Query latency percentiles: P50, P95, P99 for all query types:

-- PostgreSQL: Find slowest queries (requires pg_stat_statements extension)
SELECT 
  query,
  calls,
  mean_exec_time as avg_ms,
  percentile_cont(0.95) WITHIN GROUP (ORDER BY exec_time) as p95_ms,
  percentile_cont(0.99) WITHIN GROUP (ORDER BY exec_time) as p99_ms
FROM pg_stat_statements
JOIN pg_stat_statements_history ...
ORDER BY p99_ms DESC
LIMIT 20;

Alert when:

P95 query time increases 50% above baseline
Any query exceeds 1 second average (investigate, not necessarily alert)
Specific critical queries exceed defined thresholds

Slow query log: Enable slow query logging to capture queries that exceed a threshold:

-- PostgreSQL: Log queries taking > 1 second
ALTER SYSTEM SET log_min_duration_statement = 1000;  -- milliseconds
SELECT pg_reload_conf();

Connection Pool Metrics

Connection pool exhaustion is a common cause of database-related outages. When no connections are available, all new database requests wait indefinitely (or timeout):

-- PostgreSQL: Current connections
SELECT 
  state,
  count(*) as connections,
  max(now() - query_start) as max_duration
FROM pg_stat_activity
WHERE datname = 'your_database'
GROUP BY state;

Alert thresholds:

Warning: Connection pool at 70% capacity
Critical: Connection pool at 85% capacity
Emergency: Connection pool at 95%+ (application requests starting to queue)

Replication Lag

If you use read replicas or have standby servers for failover, replication lag determines how outdated replica data is and how long failover recovery might take:

-- PostgreSQL: Replication lag on replicas
SELECT 
  client_addr,
  state,
  sent_lsn,
  write_lsn,
  flush_lsn,
  replay_lsn,
  (sent_lsn - replay_lsn) AS replication_lag_bytes
FROM pg_stat_replication;

Alert when:

Replication lag exceeds 30 seconds (reads from replica are stale)
Replication lag exceeds 5 minutes (failover would lose significant data)
Replica is disconnected from primary

Index Efficiency

Poor index efficiency causes query slowdowns that get worse as data grows:

-- PostgreSQL: Find tables with high sequential scan ratios (missing indexes)
SELECT 
  schemaname,
  tablename,
  seq_scan,
  idx_scan,
  seq_scan / (seq_scan + idx_scan + 1.0) as seq_scan_ratio
FROM pg_stat_user_tables
WHERE seq_scan + idx_scan > 100
ORDER BY seq_scan_ratio DESC;

A high sequential scan ratio on large tables indicates missing indexes. Alert when a table's sequential scan ratio exceeds 10% and the table has > 100K rows.

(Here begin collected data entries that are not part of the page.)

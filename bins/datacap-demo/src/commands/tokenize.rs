//! Tokenize command - run the token request flow

use crate::output::{is_json, print_json};
use anyhow::{Context, Result};
use chrono::Utc;
use datacap_token::prelude::*;
use datacap_token::TokenRequest;
use owo_colors::OwoColorize;
use serde_json::json;
use std::path::Path;

/// Card fields as given on the command line
pub struct CardArgs<'a> {
    pub number: &'a str,
    pub expiry: &'a str,
    pub cvv: &'a str,
}

/// Tokenize in demo mode, or validate and prepare the request for a remote mode
pub fn run(
    args: CardArgs<'_>,
    mode: Option<&str>,
    config_path: Option<&Path>,
    format: &str,
) -> Result<bool> {
    let mut settings = Config::load(config_path)?.settings;
    if let Some(name) = mode {
        settings.mode =
            Mode::from_name(name).with_context(|| format!("Unknown mode '{name}'"))?;
    }

    let outcome = CardData::from_form(args.number, args.expiry, args.cvv).and_then(|card| {
        if settings.mode.is_remote() {
            settings.validate()?;
            check_card(&card, Utc::now().date_naive())?;
            let request = TokenRequest::new(&settings, &card)?;
            Ok(Outcome::Prepared { card, request })
        } else {
            let token = TokenService::new(DemoTokenizer).request_token(&card)?;
            Ok(Outcome::Issued(token))
        }
    });

    match outcome {
        Ok(Outcome::Issued(token)) => {
            print_token(&token, format)?;
            Ok(true)
        }
        Ok(Outcome::Prepared { card, request }) => {
            print_prepared(&settings, &card, &request, format)?;
            Ok(true)
        }
        Err(e) if e.is_input_error() || matches!(e, TokenError::TokenizationFailed(_)) => {
            print_rejection(&e, format)?;
            Ok(false)
        }
        Err(e) => Err(e.into()),
    }
}

enum Outcome {
    Issued(Token),
    Prepared { card: CardData, request: TokenRequest },
}

fn print_token(token: &Token, format: &str) -> Result<()> {
    if is_json(format) {
        return print_json(token);
    }

    println!("{} {}", "✓".green(), "Token issued".bold());
    println!("  Token:     {}", token.token.cyan());
    println!("  Card:      {} ({})", token.masked_card_number, token.card_type);
    println!("  Expires:   {}", token.expiration_date);
    println!(
        "  Response:  {} {}",
        token.response_code,
        token.response_message.dimmed()
    );
    Ok(())
}

fn print_prepared(
    settings: &TokenConfig,
    card: &CardData,
    request: &TokenRequest,
    format: &str,
) -> Result<()> {
    let redacted = settings.redacted();
    let public_key = redacted.public_key().unwrap_or_default();
    let endpoint = settings.endpoint().unwrap_or_default();

    let headers: Vec<(String, String)> = request
        .headers()
        .into_iter()
        .map(|(name, value)| {
            if name == "Authorization" {
                (name, public_key.to_string())
            } else {
                (name, value)
            }
        })
        .collect();

    let body = json!({
        "publicKey": public_key,
        "cardNumber": card.masked_number(),
        "expirationMonth": request.expiration_month,
        "expirationYear": request.expiration_year,
        "cvv": "***",
        "isCertification": request.is_certification,
    });

    if is_json(format) {
        return print_json(&json!({
            "mode": settings.mode,
            "endpoint": endpoint,
            "sent": false,
            "headers": headers,
            "body": body,
        }));
    }

    println!(
        "{} Request prepared for {} mode {}",
        "→".blue(),
        settings.mode.to_string().bold(),
        "(not sent: no transport configured)".dimmed()
    );
    println!("  POST {endpoint}");
    for (name, value) in &headers {
        println!("  {name}: {value}");
    }
    println!("{}", serde_json::to_string_pretty(&body)?);
    Ok(())
}

fn print_rejection(error: &TokenError, format: &str) -> Result<()> {
    if is_json(format) {
        return print_json(&json!({
            "error": error.to_string(),
            "code": error.code() as u32,
        }));
    }

    println!("{} {}", "✗".red(), error.to_string().red());
    Ok(())
}
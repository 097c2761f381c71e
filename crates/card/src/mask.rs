//! Masked display form of a card number.

use crate::brand::detect_brand_cleaned;
use crate::number::clean_number;
use crate::CardBrand;

/// Masks a raw card number, keeping only the last four digits.
///
/// Brand and last four are taken from the space-stripped input, the same
/// string `validate` checks. Input shorter than four characters after
/// cleaning is returned unchanged.
///
/// # Example
/// ```
/// use datacap_card::mask_number;
///
/// assert_eq!(mask_number("4111111111111111"), "**** **** **** 1111");
/// assert_eq!(mask_number("378282246310005"), "**** ****** *0005");
/// assert_eq!(mask_number("36700102000000"), "**** ****** 0000");
/// assert_eq!(mask_number("12"), "12");
/// ```
pub fn mask_number(raw: &str) -> String {
    let cleaned = clean_number(raw);
    let count = cleaned.chars().count();
    if count < 4 {
        return raw.to_string();
    }

    let last4: String = cleaned.chars().skip(count - 4).collect();
    mask_with(detect_brand_cleaned(&cleaned), &last4)
}

/// Applies the brand's asterisk grouping around `last4`.
pub(crate) fn mask_with(brand: CardBrand, last4: &str) -> String {
    match brand {
        CardBrand::AmericanExpress => format!("**** ****** *{last4}"),
        CardBrand::DinersClub => format!("**** ****** {last4}"),
        _ => format!("**** **** **** {last4}"),
    }
}

#[cfg(test)]
mod tests {
    use super::*;

    #[test]
    fn test_brand_layouts() {
        assert_eq!(mask_number("5555555555554444"), "**** **** **** 4444");
        assert_eq!(mask_number("6011111111111117"), "**** **** **** 1117");
        assert_eq!(mask_number("9999999999999999"), "**** **** **** 9999");
        assert_eq!(mask_number("371449635398431"), "**** ****** *8431");
        assert_eq!(mask_number("30569309025904"), "**** ****** 5904");
    }

    #[test]
    fn test_spaces_are_stripped_before_taking_last4() {
        assert_eq!(mask_number("4111 1111 1111 11 11"), "**** **** **** 1111");
    }

    #[test]
    fn test_short_input_is_returned_unchanged() {
        assert_eq!(mask_number(""), "");
        assert_eq!(mask_number("1 2 3"), "1 2 3");
    }

    #[test]
    fn test_masks_even_invalid_numbers() {
        // Masking does not validate; callers gate on `validate` first
        assert_eq!(mask_number("4111111111111112"), "**** **** **** 1112");
        assert_eq!(mask_number("abcd"), "**** **** **** abcd");
    }

    #[test]
    fn test_idempotent() {
        let once = mask_number("378282246310005");
        assert_eq!(once, mask_number("378282246310005"));
    }
}
//! Error types for the tokenization flow

use datacap_card::CardError;
use thiserror::Error;

/// Result type alias for tokenization operations
pub type TokenResult<T> = Result<T, TokenError>;

/// Tokenization errors
#[derive(Error, Debug)]
pub enum TokenError {
    /// Public key missing or malformed for the active mode
    #[error("Invalid public key provided")]
    InvalidPublicKey,

    /// Card number failed validation
    #[error("Invalid card number")]
    InvalidCardNumber,

    /// Expiry unparseable, expired or too far ahead
    #[error("Invalid expiration date")]
    InvalidExpirationDate,

    /// CVV has the wrong shape for the brand
    #[error("Invalid CVV")]
    InvalidCvv,

    /// Transport failure or unexpected HTTP status
    #[error("Network error: {0}")]
    Network(String),

    /// Endpoint declined or returned an unusable response
    #[error("Tokenization failed: {0}")]
    TokenizationFailed(String),

    /// The user backed out of card entry
    #[error("User cancelled the operation")]
    UserCancelled,

    /// Remote mode without endpoint or key
    #[error("API endpoint and key must be configured")]
    MissingApiConfiguration,

    /// Configuration file or environment problem
    #[error("Configuration error: {0}")]
    Config(String),

    /// JSON serialization/deserialization failed
    #[error("JSON error: {0}")]
    Json(#[from] serde_json::Error),

    /// Sale amount is zero, negative, malformed or above the limit
    #[error("Invalid amount")]
    InvalidAmount,

    /// Sale attempted without a token
    #[error("A saved token is required")]
    MissingToken,

    /// Sale endpoint returned something other than a JSON object
    #[error("Invalid response from server")]
    InvalidResponse,
}

/// Stable numeric codes for host error reporting.
/// Range: 21xxx for tokenization errors.
#[repr(u32)]
#[derive(Debug, Clone, Copy, PartialEq, Eq)]
pub enum TokenErrorCode {
    /// Invalid public key
    InvalidPublicKey = 21001,
    /// Invalid card number
    InvalidCardNumber = 21002,
    /// Invalid expiration date
    InvalidExpirationDate = 21003,
    /// Invalid CVV
    InvalidCvv = 21004,
    /// Network error
    Network = 21005,
    /// Tokenization failed
    TokenizationFailed = 21006,
    /// User cancelled
    UserCancelled = 21007,
    /// Missing API configuration
    MissingApiConfiguration = 21008,
    /// Configuration error
    Config = 21009,
    /// JSON error
    Json = 21010,
    /// Invalid amount
    InvalidAmount = 21011,
    /// Missing token
    MissingToken = 21012,
    /// Invalid sale response
    InvalidResponse = 21013,
}

impl TokenError {
    /// Create a configuration error
    pub fn config(msg: impl Into<String>) -> Self {
        Self::Config(msg.into())
    }

    /// Create a tokenization failure
    pub fn failed(msg: impl Into<String>) -> Self {
        Self::TokenizationFailed(msg.into())
    }

    /// Returns the error code for this error
    #[must_use]
    pub fn code(&self) -> TokenErrorCode {
        match self {
            Self::InvalidPublicKey => TokenErrorCode::InvalidPublicKey,
            Self::InvalidCardNumber => TokenErrorCode::InvalidCardNumber,
            Self::InvalidExpirationDate => TokenErrorCode::InvalidExpirationDate,
            Self::InvalidCvv => TokenErrorCode::InvalidCvv,
            Self::Network(_) => TokenErrorCode::Network,
            Self::TokenizationFailed(_) => TokenErrorCode::TokenizationFailed,
            Self::UserCancelled => TokenErrorCode::UserCancelled,
            Self::MissingApiConfiguration => TokenErrorCode::MissingApiConfiguration,
            Self::Config(_) => TokenErrorCode::Config,
            Self::Json(_) => TokenErrorCode::Json,
            Self::InvalidAmount => TokenErrorCode::InvalidAmount,
            Self::MissingToken => TokenErrorCode::MissingToken,
            Self::InvalidResponse => TokenErrorCode::InvalidResponse,
        }
    }

    /// Check if the user can fix this by correcting the card or sale form
    #[must_use]
    pub fn is_input_error(&self) -> bool {
        matches!(
            self,
            Self::InvalidCardNumber
                | Self::InvalidExpirationDate
                | Self::InvalidCvv
                | Self::InvalidAmount
                | Self::MissingToken
        )
    }

    /// Check if retrying the same request could succeed
    #[must_use]
    pub fn is_retryable(&self) -> bool {
        matches!(self, Self::Network(_))
    }
}

impl From<CardError> for TokenError {
    fn from(err: CardError) -> Self {
        if err.is_number_error() {
            return Self::InvalidCardNumber;
        }
        match err {
            CardError::InvalidCvv => Self::InvalidCvv,
            _ => Self::InvalidExpirationDate,
        }
    }
}

#[cfg(test)]
mod tests {
    use super::*;

    #[test]
    fn test_messages() {
        assert_eq!(TokenError::InvalidCardNumber.to_string(), "Invalid card number");
        assert_eq!(
            TokenError::Network("HTTP 502".into()).to_string(),
            "Network error: HTTP 502"
        );
        assert_eq!(
            TokenError::failed("Declined").to_string(),
            "Tokenization failed: Declined"
        );
        assert_eq!(
            TokenError::MissingApiConfiguration.to_string(),
            "API endpoint and key must be configured"
        );
    }

    #[test]
    fn test_from_card_error() {
        assert!(matches!(
            TokenError::from(CardError::ChecksumFailed),
            TokenError::InvalidCardNumber
        ));
        assert!(matches!(
            TokenError::from(CardError::Expired),
            TokenError::InvalidExpirationDate
        ));
        assert!(matches!(TokenError::from(CardError::InvalidCvv), TokenError::InvalidCvv));
        assert!(matches!(
            TokenError::from(CardError::InvalidLength(12)),
            TokenError::InvalidCardNumber
        ));
        assert!(matches!(
            TokenError::from(CardError::InvalidCharacter { position: 4, character: '-' }),
            TokenError::InvalidCardNumber
        ));
        assert!(matches!(
            TokenError::from(CardError::InvalidExpiry("13/30".into())),
            TokenError::InvalidExpirationDate
        ));
    }

    #[test]
    fn test_classification() {
        assert!(TokenError::InvalidCvv.is_input_error());
        assert!(!TokenError::UserCancelled.is_input_error());
        assert!(TokenError::Network("timeout".into()).is_retryable());
        assert!(!TokenError::failed("Declined").is_retryable());
        assert_eq!(TokenError::UserCancelled.code() as u32, 21007);
        assert!(TokenError::InvalidAmount.is_input_error());
        assert_eq!(TokenError::InvalidResponse.code() as u32, 21013);
        assert_eq!(
            TokenError::InvalidResponse.to_string(),
            "Invalid response from server"
        );
    }
}
//! Card network detection from BIN prefixes.

use std::fmt;

use serde::{Deserialize, Serialize};

use crate::number::clean_number;

/// Card network, derived purely from the leading digits.
#[derive(Debug, Clone, Copy, PartialEq, Eq, PartialOrd, Ord, Hash, Serialize, Deserialize)]
pub enum CardBrand {
    /// Visa
    Visa,
    /// Mastercard
    Mastercard,
    /// American Express
    AmericanExpress,
    /// Discover
    Discover,
    /// Diners Club
    DinersClub,
    /// No prefix rule matched
    Unknown,
}

const GROUPS_DEFAULT: &[usize] = &[4, 4, 4, 4];
const GROUPS_AMEX: &[usize] = &[4, 6, 5];
const GROUPS_DINERS: &[usize] = &[4, 6, 4];

impl CardBrand {
    /// All brands, `Unknown` last.
    pub const ALL: [CardBrand; 6] = [
        CardBrand::Visa,
        CardBrand::Mastercard,
        CardBrand::AmericanExpress,
        CardBrand::Discover,
        CardBrand::DinersClub,
        CardBrand::Unknown,
    ];

    /// Human readable name, as attached to token records.
    pub fn display_name(self) -> &'static str {
        match self {
            CardBrand::Visa => "Visa",
            CardBrand::Mastercard => "Mastercard",
            CardBrand::AmericanExpress => "American Express",
            CardBrand::Discover => "Discover",
            CardBrand::DinersClub => "Diners Club",
            CardBrand::Unknown => "Unknown",
        }
    }

    /// Short label for input placeholders. Empty for `Unknown`.
    pub fn short_label(self) -> &'static str {
        match self {
            CardBrand::Visa => "Visa",
            CardBrand::Mastercard => "Mastercard",
            CardBrand::AmericanExpress => "Amex",
            CardBrand::Discover => "Discover",
            CardBrand::DinersClub => "Diners",
            CardBrand::Unknown => "",
        }
    }

    /// Digit groups used for live input formatting.
    pub fn group_pattern(self) -> &'static [usize] {
        match self {
            CardBrand::AmericanExpress => GROUPS_AMEX,
            CardBrand::DinersClub => GROUPS_DINERS,
            _ => GROUPS_DEFAULT,
        }
    }

    /// Maximum number of digits accepted while typing.
    pub fn max_digits(self) -> usize {
        self.group_pattern().iter().sum()
    }

    /// Expected CVV length.
    pub fn cvv_length(self) -> usize {
        match self {
            CardBrand::AmericanExpress => 4,
            _ => 3,
        }
    }

    /// Looks a brand up by display name or variant name, ignoring case.
    pub fn from_name(name: &str) -> Option<Self> {
        let wanted = name.trim();
        Self::ALL.into_iter().find(|brand| {
            brand.display_name().eq_ignore_ascii_case(wanted)
                || format!("{brand:?}").eq_ignore_ascii_case(wanted)
                || (!brand.short_label().is_empty() && brand.short_label().eq_ignore_ascii_case(wanted))
        })
    }
}

impl fmt::Display for CardBrand {
    fn fmt(&self, f: &mut fmt::Formatter<'_>) -> fmt::Result {
        f.write_str(self.display_name())
    }
}

/// Detects the card brand of a raw number.
///
/// Spaces are stripped first. Rules are tried in order and the first match
/// wins; anything else is `Unknown`.
///
/// # Example
/// ```
/// use datacap_card::{detect_brand, CardBrand};
///
/// assert_eq!(detect_brand("4111 1111 1111 1111"), CardBrand::Visa);
/// assert_eq!(detect_brand("2221000000000009"), CardBrand::Mastercard);
/// assert_eq!(detect_brand("9999999999999999"), CardBrand::Unknown);
/// ```
pub fn detect_brand(raw: &str) -> CardBrand {
    detect_brand_cleaned(&clean_number(raw))
}

/// Brand rules on an already cleaned number.
pub(crate) fn detect_brand_cleaned(cleaned: &str) -> CardBrand {
    let in_range = |width: usize, low: u32, high: u32| {
        leading_number(cleaned, width).is_some_and(|n| (low..=high).contains(&n))
    };

    if cleaned.starts_with('4') {
        CardBrand::Visa
    } else if in_range(2, 51, 55) || in_range(4, 2221, 2720) {
        CardBrand::Mastercard
    } else if cleaned.starts_with("34") || cleaned.starts_with("37") {
        CardBrand::AmericanExpress
    } else if cleaned.starts_with("6011") || cleaned.starts_with("65") || in_range(3, 644, 649) {
        CardBrand::Discover
    } else if cleaned.starts_with("36") || cleaned.starts_with("38") || in_range(3, 300, 305) {
        CardBrand::DinersClub
    } else {
        CardBrand::Unknown
    }
}

/// The first `width` characters as a number, if they exist and are all digits.
#[inline]
fn leading_number(cleaned: &str, width: usize) -> Option<u32> {
    let prefix = cleaned.get(..width)?;
    if prefix.bytes().all(|b| b.is_ascii_digit()) {
        prefix.parse().ok()
    } else {
        None
    }
}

Database Size and Growth Rate

Unexpected database size growth can fill disks and cause outages:

-- PostgreSQL: Database size and growth
SELECT 
  pg_size_pretty(pg_database_size('your_database')) as size,
  pg_database_size('your_database') as size_bytes;

Monitor:

Total database size (alert at 80% disk capacity)
Weekly growth rate (alert if growth rate doubles unexpectedly)
Individual table sizes (alert if a table grows unexpectedly fast — could indicate data leak)

Lock Contention

Table locks can cause cascading slowdowns across the application:

-- PostgreSQL: Find blocked queries
SELECT 
  pid,
  now() - query_start as duration,
  query,
  state
FROM pg_stat_activity
WHERE wait_event_type = 'Lock'
ORDER BY duration DESC;

Alert when:

Queries are waiting on locks for > 30 seconds
More than 5 queries are simultaneously waiting on locks

Health Check Endpoint for Database

Expose a health endpoint that validates database connectivity and basic operation:

# FastAPI health check endpoint
from fastapi import FastAPI
import databases
import time

app = FastAPI()
database = databases.Database(DATABASE_URL)

@app.get("/health")
async def health_check():
    checks = {}
    healthy = True
    
    # Database connectivity
    try:
        start = time.time()
        result = await database.fetch_one("SELECT 1 as health")
        latency_ms = (time.time() - start) * 1000
        checks["database"] = {
            "status": "healthy",
            "latency_ms": round(latency_ms, 2)
        }
        if latency_ms > 100:
            checks["database"]["warning"] = "high_latency"
    except Exception as e:
        checks["database"] = {"status": "unhealthy", "error": str(e)}
        healthy = False
    
    status_code = 200 if healthy else 503
    return JSONResponse(content={
        "status": "healthy" if healthy else "degraded",
        "checks": checks
    }, status_code=status_code)

Monitor this endpoint with AzMonitor at 1-minute intervals. Alert if the latency check shows > 100ms for a simple SELECT 1 — it indicates database stress even before full failures.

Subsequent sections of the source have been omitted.